Je gare mon SUV aux abords de l'adresse indiquée par mon collègue. Mes officiers sont déjà sur place à sécuriser la maison et à récolter les indices. C'est le cinquième cambriolage qui a lieu dans cette région reculée de West Sacramento ces deux derniers mois, et pour la première fois, l'un d'eux à virer au sang. La victime et propriétaire de la maison s'appelle Georges Feldmann. Il s'est pris un coup de couteau alors qu'il tentait d'empêcher deux intrus de le cambrioler. Mes pieds viennent fouler la pelouse qui borde la maison de Feldmann et l'officier Carter vient aussitôt à ma rencontre pour me briefer.

-Deux hommes cagoulés et de corpulence moyenne se sont introduits par la baie vitrée du salon au rez-de-chaussée, vraisemblablement à l'aide d'un brise-vitre. Monsieur Feldmann est entré à ce moment-là et les a surpris en train de fouiller les tiroirs de son salon. Il a voulu s'interposer mais l'un d'eux l'a asséné d'un coup de canif dans l'abdomen. Il est à l'hôpital de Sacramento à l'heure qu'il est. Les deux cambrioleurs se sont ensuite enfuis en direction de la forêt. Je viens d'y envoyer Spencer et Calligan pour y relever des traces de pas ou de pneus.

Mon regard balaye la maison portant encore les traces de passage des cambrioleurs : les tiroirs des meubles sont grand ouverts, leur contenu sens dessus dessous et des taches de sang maculent le carrelage du salon. Je m'avance vers l'arrière de la maison, en prenant soin d'éviter les zones de collecte d'indices, et scrute la lisière du bois qui s'étend devant moi.

-Des témoins ? demandé-je à Carter.

-Pas encore, j'allais demander à Spencer et Calligan d'aller sonner chez les voisins une fois qu'ils seront de retour.

En vérifiant les environs, j'aperçois un petit pavillon à une centaine de mètres de nous.

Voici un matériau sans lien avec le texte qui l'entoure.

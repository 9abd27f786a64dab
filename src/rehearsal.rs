// SPDX-License-Identifier: AGPL-3.0-or-later
// Copyright (C) 2026 Vallés Puig, Ramon

//! Staging a deployment in a chosen phase.
//!
//! Integration environments need the league to be in a particular mode of a
//! particular season *right now*. [`genesis_for`] works backwards from the
//! current instant to the genesis that produces that state, and
//! [`StagedGenesis::env_pairs`] renders it as the configuration keys read by
//! [`LeagueConfig::from_env`].
//!
//! | Code | Placement of "now" |
//! |------|--------------------|
//! | 0..=9 | 2 h before the season start |
//! | 10..=19 | 2 h into the regular season |
//! | 21 | at the regular-season end |
//! | 31 | 2 h after the regular-season end |
//! | 22 | 9 h after the regular-season end |
//! | 32 | 1 h into the championship series window |
//! | 23 | 9 h into the championship series window |
//! | 33 | 1 h into the final series window |
//! | 40.. | 9 h into the final series window |

use crate::config::{LeagueConfig, BROADCAST_DAY_HOURS, ENV_START_DATE, ENV_START_HOUR};
use crate::error::{Error, Result};
use chrono::{DateTime, Duration, NaiveDate, NaiveDateTime, Timelike, Utc};
use log::info;

/// Genesis date and hour, league-local.
#[derive(Debug, Clone, Copy, PartialEq, Eq, Hash)]
pub struct StagedGenesis {
    pub date: NaiveDate,
    pub hour: u32,
}

impl StagedGenesis {
    pub fn naive(&self) -> NaiveDateTime {
        self.date.and_time(chrono::NaiveTime::MIN) + Duration::hours(i64::from(self.hour))
    }

    /// `(key, value)` pairs for the genesis configuration keys.
    pub fn env_pairs(&self) -> [(&'static str, String); 2] {
        [
            (ENV_START_DATE, self.date.format("%Y-%m-%d").to_string()),
            (ENV_START_HOUR, self.hour.to_string()),
        ]
    }

    /// `config` moved to this genesis.
    pub fn apply(&self, config: &LeagueConfig) -> Result<LeagueConfig> {
        config.with_genesis(self.naive())
    }
}

/// Hours between the season start and the staged instant.
fn offset_hours(mode_code: u8, config: &LeagueConfig) -> Option<i64> {
    let slot = i64::from(config.hours_per_day());
    let season_end = slot * i64::from(config.days_per_season());
    let lcs_start = season_end - slot + BROADCAST_DAY_HOURS;
    let hcs_start = lcs_start + BROADCAST_DAY_HOURS;

    let hours = match mode_code {
        0..=9 => -2,
        10..=19 => 2,
        21 => season_end,
        31 => season_end + 2,
        22 => season_end + 9,
        32 => lcs_start + 1,
        23 => lcs_start + 9,
        33 => hcs_start + 1,
        40..=u8::MAX => hcs_start + 9,
        _ => return None,
    };
    Some(hours)
}

/// The genesis that puts `season` in `mode_code` at `now`.
///
/// The computed genesis is truncated to the hour, so "now" lands up to one
/// hour later in the phase than the table above.
pub fn genesis_for(
    mode_code: u8,
    season: u32,
    now: DateTime<Utc>,
    config: &LeagueConfig,
) -> Result<StagedGenesis> {
    let offset = offset_hours(mode_code, config)
        .ok_or_else(|| Error::InvalidRequest(format!("mode {mode_code} cannot be staged")))?;

    let local_now = now.with_timezone(&config.time_zone()).naive_local();
    let start = Duration::try_weeks(i64::from(season))
        .and_then(|weeks| weeks.checked_add(&Duration::try_hours(offset)?))
        .and_then(|back| local_now.checked_sub_signed(back))
        .ok_or_else(|| {
            Error::InvalidRequest(format!("season {season} cannot be staged at {now}"))
        })?;

    let staged = StagedGenesis {
        date: start.date(),
        hour: start.hour(),
    };
    info!(
        "staging mode {mode_code} of season {season}: genesis {} {}:00",
        staged.date, staged.hour
    );
    Ok(staged)
}
// SPDX-License-Identifier: AGPL-3.0-or-later
// Copyright (C) 2026 Vallés Puig, Ramon

//! Sources of "now".
//!
//! The engine never calls `Utc::now()` directly: it reads the current
//! instant once per evaluation from a [`Clock`], so every marker comparison
//! inside one request sees the same instant.

use chrono::{DateTime, TimeZone, Utc};
use chrono_tz::Tz;

/// Anything that can report the current instant.
pub trait Clock: Send + Sync {
    /// The current instant.
    fn now(&self) -> DateTime<Utc>;

    /// The current instant viewed in the league zone.
    fn now_in(&self, zone: Tz) -> DateTime<Tz> {
        self.now().with_timezone(&zone)
    }
}

/// The operating-system clock.
#[derive(Debug, Clone, Copy, Default)]
pub struct SystemClock;

impl Clock for SystemClock {
    #[inline]
    fn now(&self) -> DateTime<Utc> {
        Utc::now()
    }
}

/// A clock frozen at one instant.
#[derive(Debug, Clone, Copy, PartialEq, Eq)]
pub struct FixedClock(pub DateTime<Utc>);

impl FixedClock {
    /// Freeze the clock at a wall-clock time in `zone`.
    ///
    /// Returns `None` when the local time does not exist in `zone`
    /// (spring-forward gap).
    pub fn at_local(zone: Tz, local: chrono::NaiveDateTime) -> Option<Self> {
        zone.from_local_datetime(&local)
            .earliest()
            .map(|dt| FixedClock(dt.with_timezone(&Utc)))
    }
}

impl Clock for FixedClock {
    #[inline]
    fn now(&self) -> DateTime<Utc> {
        self.0
    }
}

impl<C: Clock + ?Sized> Clock for &C {
    #[inline]
    fn now(&self) -> DateTime<Utc> {
        (**self).now()
    }
}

Sur la terrasse se tient une jeune femme. L'allure droite, elle observe la forêt à travers une paire de jumelles. S'il y a bien une personne qui ait pu apercevoir quelque chose, c'est bien elle. Mes yeux arpentent sa silhouette vêtue d'un short dévoilant des jambes finement musclées et un débardeur blanc qui révèle une poitrine ferme. Une mèche s'échappe de ses cheveux bruns relevés en chignon et elle s'empresse de la replacer derrière son oreille avant de se replonger dans son observation. Je me demande ce qu'elle guette et lorsque mes yeux rivent vers sa cible, je distingue au loin une maison délabrée à moitié dissimulée par les arbres de la forêt qui nous fait face. Si d'habitude j'envoie mes sous-fifres recueillir le témoignage des voisins, l'envie me prend soudain de me rendre moi-même chez elle.

-Pas la peine, j'y vais, dis-je à mon officier.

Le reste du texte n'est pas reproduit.